◆ WHAT YOU WILL DO ◆
Below are the records; copy every line in them that holds the string "IntensityEstimate".

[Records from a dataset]
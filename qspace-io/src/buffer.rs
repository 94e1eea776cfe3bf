//! Fixed-capacity staging buffer for live events.

use qspace_core::RawEventBatch;
use qspace_instrument::DataPacket;

/// Default number of events held before a forced flush.
pub const DEFAULT_BUFFER_CAPACITY: usize = 200_000;
/// Default fill fraction at which the buffer asks to be flushed.
pub const DEFAULT_NEAR_FULL_FRACTION: f64 = 0.9;

/// Accumulates decoded `(tof, id)` records until they are taken as one
/// batch.
#[derive(Debug, Clone)]
pub struct EventBuffer {
    events: RawEventBatch,
    capacity: usize,
    near_full: usize,
}

impl Default for EventBuffer {
    fn default() -> Self {
        Self::new(DEFAULT_BUFFER_CAPACITY, DEFAULT_NEAR_FULL_FRACTION)
    }
}

impl EventBuffer {
    /// Creates a buffer; `near_full_fraction` is clamped to `[0, 1]`.
    #[must_use]
    #[allow(
        clippy::cast_possible_truncation,
        clippy::cast_precision_loss,
        clippy::cast_sign_loss
    )]
    pub fn new(capacity: usize, near_full_fraction: f64) -> Self {
        let capacity = capacity.max(1);
        let near_full = (capacity as f64 * near_full_fraction.clamp(0.0, 1.0)).ceil() as usize;
        Self {
            events: RawEventBatch::with_capacity(capacity),
            capacity,
            near_full,
        }
    }

    #[must_use]
    pub fn len(&self) -> usize {
        self.events.len()
    }

    #[must_use]
    pub fn is_empty(&self) -> bool {
        self.events.is_empty()
    }

    #[must_use]
    pub fn capacity(&self) -> usize {
        self.capacity
    }

    /// True if appending `additional` events would exceed the capacity.
    #[must_use]
    pub fn would_overflow(&self, additional: usize) -> bool {
        self.events.len() + additional > self.capacity
    }

    #[must_use]
    pub fn is_near_full(&self) -> bool {
        self.events.len() >= self.near_full
    }

    /// Decodes a data packet into the buffer; returns the number of records
    /// dropped for negative values.
    pub fn append_packet(&mut self, packet: &DataPacket<'_>) -> usize {
        packet.decode_into(&mut self.events)
    }

    /// Moves the buffered events out, leaving the buffer empty.
    pub fn take(&mut self) -> RawEventBatch {
        std::mem::replace(&mut self.events, RawEventBatch::with_capacity(self.capacity))
    }

    /// Discards buffered events.
    pub fn reset(&mut self) {
        self.events.clear();
    }
}

#[cfg(test)]
mod tests {
    use super::*;
    use qspace_instrument::packet::encode_data_packet;
    use qspace_instrument::{Packet, PacketCodec};

    fn data(records: &[(i32, i32)]) -> Vec<u8> {
        encode_data_packet(records)
    }

    #[test]
    fn test_thresholds() {
        let mut buffer = EventBuffer::new(10, 0.9);
        let bytes = data(&[(1, 1); 8]);
        let Ok(Packet::Data(packet)) = PacketCodec::default().classify(&bytes) else {
            panic!("expected a data packet");
        };
        assert_eq!(buffer.append_packet(&packet), 0);
        assert!(!buffer.is_near_full());
        assert!(buffer.would_overflow(3));
        assert!(!buffer.would_overflow(2));

        let bytes = data(&[(5, 2), (-1, 3)]);
        let Ok(Packet::Data(packet)) = PacketCodec::default().classify(&bytes) else {
            panic!("expected a data packet");
        };
        assert_eq!(buffer.append_packet(&packet), 1);
        assert_eq!(buffer.len(), 9);
        assert!(buffer.is_near_full());

        let batch = buffer.take();
        assert_eq!(batch.len(), 9);
        assert!(buffer.is_empty());
    }
}
#![allow(clippy::uninlined_format_args)]
use approx::assert_relative_eq;
use qspace_core::{Histogram3D, ProjectionBinner, QEventBatch, Vec3};

/// Deterministic pseudo-random points spread over `[-2, 2)^3`.
fn scattered_batch(n: usize) -> QEventBatch {
    let mut batch = QEventBatch::with_capacity(n);
    let mut state: u64 = 0x2545_f491_4f6c_dd1d;
    let mut next = || {
        state ^= state << 13;
        state ^= state >> 7;
        state ^= state << 17;
        #[allow(clippy::cast_precision_loss)]
        let unit = (state % 1_000_000) as f64 / 1_000_000.0;
        unit * 4.4 - 2.2
    };
    for i in 0..n {
        #[allow(clippy::cast_precision_loss)]
        let weight = 1.0 + (i % 3) as f64 * 0.5;
        batch.push_weighted(Vec3::new(next(), next(), next()), weight);
    }
    batch
}

fn skewed_histogram() -> Histogram3D {
    Histogram3D::new(
        ProjectionBinner::along(Vec3::X, -2.0, 2.0, 16).unwrap(),
        ProjectionBinner::along(Vec3::new(0.3, 1.0, 0.0), -2.0, 2.0, 16).unwrap(),
        ProjectionBinner::along(Vec3::new(0.0, 0.2, 1.0), -2.0, 2.0, 16).unwrap(),
    )
    .unwrap()
}

fn assert_same_cells(a: &Histogram3D, b: &Histogram3D) {
    let [nx, ny, nz] = a.num_bins();
    for z in 0..nz {
        for y in 0..ny {
            for x in 0..nx {
                assert_relative_eq!(a.cell(x, y, z), b.cell(x, y, z), epsilon = 1e-9);
            }
        }
    }
}

#[test]
fn test_accumulation_is_commutative() {
    let batch = scattered_batch(3000);

    let mut whole = skewed_histogram();
    whole.add_events(&batch, true);

    let parts = [batch.slice(0..700), batch.slice(700..1900), batch.slice(1900..3000)];
    for order in [[0, 1, 2], [2, 0, 1], [1, 2, 0]] {
        let mut split = skewed_histogram();
        for &i in &order {
            split.add_events(&parts[i], true);
        }
        assert_same_cells(&whole, &split);
        assert_relative_eq!(whole.total(), split.total(), epsilon = 1e-9);
    }
}

#[test]
fn test_page_parallel_matches_small_batches() {
    // large enough to take the page-parallel path in one call
    let batch = scattered_batch(60_000);

    let mut parallel = skewed_histogram();
    let added = parallel.add_events(&batch, true);

    let mut serial = skewed_histogram();
    let mut serial_added = 0;
    for start in (0..batch.len()).step_by(1000) {
        serial_added += serial.add_events(&batch.slice(start..start + 1000), true);
    }
    assert_eq!(added, serial_added);
    assert_same_cells(&parallel, &serial);
    assert_relative_eq!(parallel.total(), serial.total(), epsilon = 1e-6);
}

#[test]
fn test_total_matches_in_range_events() {
    let batch = scattered_batch(2000);
    let mut hist = Histogram3D::cube(2.0, 8).unwrap();
    let added = hist.add_events(&batch, false);

    let in_range = batch
        .iter()
        .filter(|(q, _)| {
            [q.x, q.y, q.z]
                .iter()
                .all(|&c| (-2.0..2.0).contains(&c))
        })
        .count();
    assert_eq!(added, in_range);
    #[allow(clippy::cast_precision_loss)]
    let expected = in_range as f64;
    assert_relative_eq!(hist.total(), expected);
}

#[test]
fn test_clear_is_idempotent() {
    let batch = scattered_batch(500);
    let mut hist = skewed_histogram();
    hist.add_events(&batch, true);
    assert!(hist.total() > 0.0);

    hist.clear();
    let once = hist.clone();
    hist.clear();
    assert_same_cells(&once, &hist);

    for (q, _) in batch.iter() {
        assert_relative_eq!(hist.value_at(q), 0.0);
    }
    assert_eq!(hist.num_bins(), [16, 16, 16]);
    assert_eq!(hist.num_added(), 0);
}

#[test]
fn test_sphere_integrals_monotone_and_shell_exact() {
    let batch = scattered_batch(5000);
    let mut hist = skewed_histogram();
    hist.add_events(&batch, true);

    let center = Vec3::new(0.1, -0.2, 0.3);
    let radii = [0.3, 0.6, 0.75, 0.75, 1.2];
    let result = hist.sphere_integrals(center, &radii).unwrap();

    for window in result.counts.windows(2) {
        assert!(window[1] >= window[0], "counts not monotone: {:?}", result.counts);
    }
    for window in result.n_bins.windows(2) {
        assert!(window[1] >= window[0]);
    }

    let (r2, r3) = (radii[1], radii[4]);
    let [nx, ny, nz] = hist.num_bins();
    let mut shell = 0.0;
    for z in 0..nz {
        for y in 0..ny {
            for x in 0..nx {
                let d = hist.bin_center(x, y, z).distance_squared(center);
                if d > r2 * r2 && d <= r3 * r3 {
                    shell += hist.cell(x, y, z);
                }
            }
        }
    }
    assert_relative_eq!(result.counts[4] - result.counts[1], shell, epsilon = 1e-9);
    assert_relative_eq!(result.volumes[4], result.n_bins[4] as f64 * hist.cell_volume());
}

#[test]
fn test_single_all_inclusive_bin() {
    let mut hist = Histogram3D::cube(100.0, 1).unwrap();
    let batch = scattered_batch(10);
    hist.add_events(&batch, false);
    assert_relative_eq!(hist.cell(0, 0, 0), 10.0);
    let (min, max) = hist.min_max();
    assert_relative_eq!(min, 10.0);
    assert_relative_eq!(max, 10.0);
}
//! Peak data types.
//!
//! A single [`Peak`] type covers every stage of a peak's life: found on a
//! histogram page, indexed against an orientation matrix (gains `hkl`),
//! integrated (gains an [`IntensityEstimate`]). Peaks are never deleted;
//! rejected peaks are marked invalid.

#[cfg(feature = "serde")]
use serde::{Deserialize, Serialize};

use crate::geometry::Vec3;

/// Integer Miller indices of a reciprocal-lattice point.
#[derive(Debug, Clone, Copy, Default, PartialEq, Eq, Hash)]
#[cfg_attr(feature = "serde", derive(Serialize, Deserialize))]
pub struct MillerIndex {
    pub h: i32,
    pub k: i32,
    pub l: i32,
}

impl MillerIndex {
    #[must_use]
    pub const fn new(h: i32, k: i32, l: i32) -> Self {
        Self { h, k, l }
    }

    /// Rounds fractional indices to the nearest lattice point.
    #[must_use]
    #[allow(clippy::cast_possible_truncation)]
    pub fn round(fractional: Vec3) -> Self {
        Self::new(
            fractional.x.round() as i32,
            fractional.y.round() as i32,
            fractional.z.round() as i32,
        )
    }

    /// True for `(0, 0, 0)`, which never identifies a peak.
    #[must_use]
    pub fn is_origin(&self) -> bool {
        self.h == 0 && self.k == 0 && self.l == 0
    }

    #[must_use]
    pub fn to_vec(self) -> Vec3 {
        Vec3::new(f64::from(self.h), f64::from(self.k), f64::from(self.l))
    }
}

impl std::fmt::Display for MillerIndex {
    fn fmt(&self, f: &mut std::fmt::Formatter<'_>) -> std::fmt::Result {
        write!(f, "{},{},{}", self.h, self.k, self.l)
    }
}

/// Net intensity and its standard deviation.
#[derive(Debug, Clone, Copy, Default, PartialEq)]
#[cfg_attr(feature = "serde", derive(Serialize, Deserialize))]
pub struct IntensityEstimate {
    pub intensity: f64,
    pub sigma: f64,
}

impl IntensityEstimate {
    /// `I / sigma`, or 0 when sigma is zero.
    #[must_use]
    pub fn i_over_sigma(&self) -> f64 {
        if self.sigma > 0.0 {
            self.intensity / self.sigma
        } else {
            0.0
        }
    }
}

/// Run and sample-orientation metadata shared by a group of peaks.
#[derive(Debug, Clone, Copy, Default, PartialEq)]
#[cfg_attr(feature = "serde", derive(Serialize, Deserialize))]
pub struct RunInfo {
    pub run: u32,
    pub chi: f64,
    pub phi: f64,
    pub omega: f64,
    pub monitor_count: f64,
}

/// A diffraction peak.
#[derive(Debug, Clone, PartialEq)]
#[cfg_attr(feature = "serde", derive(Serialize, Deserialize))]
pub struct Peak {
    /// Sequence number within a peak list (1-based).
    pub seqn: u32,
    /// Detector (grid) id the peak was observed on; 0 if unknown.
    pub detector_id: u32,
    /// Fractional detector row.
    pub row: f64,
    /// Fractional detector column.
    pub col: f64,
    /// Fractional time channel (0-based).
    pub channel: f64,
    /// Q vector divided by 2π.
    pub q: Vec3,
    /// Time-of-flight in microseconds, if known.
    pub tof: f64,
    /// Wavelength in Angstroms, if known.
    pub wavelength: f64,
    /// Counts in the peak channel.
    pub ipk: f64,
    /// Refinement / integration flag in the ISAW convention.
    pub reflag: i32,
    pub run_info: RunInfo,
    /// Miller indices; present only after indexing.
    pub hkl: Option<MillerIndex>,
    /// Intensity estimate; present only after integration.
    pub intensity: Option<IntensityEstimate>,
    valid: bool,
}

impl Default for Peak {
    fn default() -> Self {
        Self {
            seqn: 0,
            detector_id: 0,
            row: 0.0,
            col: 0.0,
            channel: 0.0,
            q: Vec3::default(),
            tof: 0.0,
            wavelength: 0.0,
            ipk: 0.0,
            reflag: 0,
            run_info: RunInfo::default(),
            hkl: None,
            intensity: None,
            valid: true,
        }
    }
}

impl Peak {
    /// Creates a valid, unindexed peak at a Q position (Q/2π).
    #[must_use]
    pub fn at_q(q: Vec3) -> Self {
        Self {
            q,
            ..Self::default()
        }
    }

    /// Creates a valid peak at a detector position.
    #[must_use]
    pub fn on_detector(detector_id: u32, row: f64, col: f64, channel: f64) -> Self {
        Self {
            detector_id,
            row,
            col,
            channel,
            ..Self::default()
        }
    }

    #[must_use]
    pub fn is_indexed(&self) -> bool {
        self.hkl.is_some_and(|hkl| !hkl.is_origin())
    }

    #[must_use]
    pub fn is_integrated(&self) -> bool {
        self.intensity.is_some()
    }

    #[must_use]
    pub fn is_valid(&self) -> bool {
        self.valid
    }

    /// Marks the peak invalid. There is no way back.
    pub fn invalidate(&mut self) {
        self.valid = false;
    }

    /// Q including the factor of 2π, as stored in histograms.
    #[must_use]
    pub fn q_2pi(&self) -> Vec3 {
        self.q * std::f64::consts::TAU
    }

    /// d-spacing in Angstroms, or 0 at the origin.
    #[must_use]
    pub fn d_spacing(&self) -> f64 {
        let len = self.q.length();
        if len > 0.0 {
            1.0 / len
        } else {
            0.0
        }
    }

    /// Records an integration result.
    pub fn set_intensity(&mut self, intensity: f64, sigma: f64) {
        self.intensity = Some(IntensityEstimate { intensity, sigma });
    }
}

#[cfg(test)]
mod tests {
    use super::*;
    use approx::assert_relative_eq;

    #[test]
    fn test_predicates() {
        let mut peak = Peak::at_q(Vec3::new(0.5, 0.0, 0.0));
        assert!(!peak.is_indexed());
        assert!(!peak.is_integrated());
        assert!(peak.is_valid());

        peak.hkl = Some(MillerIndex::new(0, 0, 0));
        assert!(!peak.is_indexed());
        peak.hkl = Some(MillerIndex::new(1, 0, -2));
        assert!(peak.is_indexed());

        peak.set_intensity(100.0, 10.0);
        assert!(peak.is_integrated());
        assert_relative_eq!(peak.intensity.unwrap().i_over_sigma(), 10.0);

        peak.invalidate();
        assert!(!peak.is_valid());
        assert_relative_eq!(peak.d_spacing(), 2.0);
    }

    #[test]
    fn test_miller_round() {
        let hkl = MillerIndex::round(Vec3::new(1.4, -2.6, 0.49));
        assert_eq!(hkl, MillerIndex::new(1, -3, 0));
        assert_eq!(hkl.to_string(), "1,-3,0");
    }
}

◆ RESPONSE TO THE TASK ◆
//! integrated (gains an [`IntensityEstimate`]). Peaks are never deleted;
pub struct IntensityEstimate {
impl IntensityEstimate {
    pub intensity: Option<IntensityEstimate>,
        self.intensity = Some(IntensityEstimate { intensity, sigma });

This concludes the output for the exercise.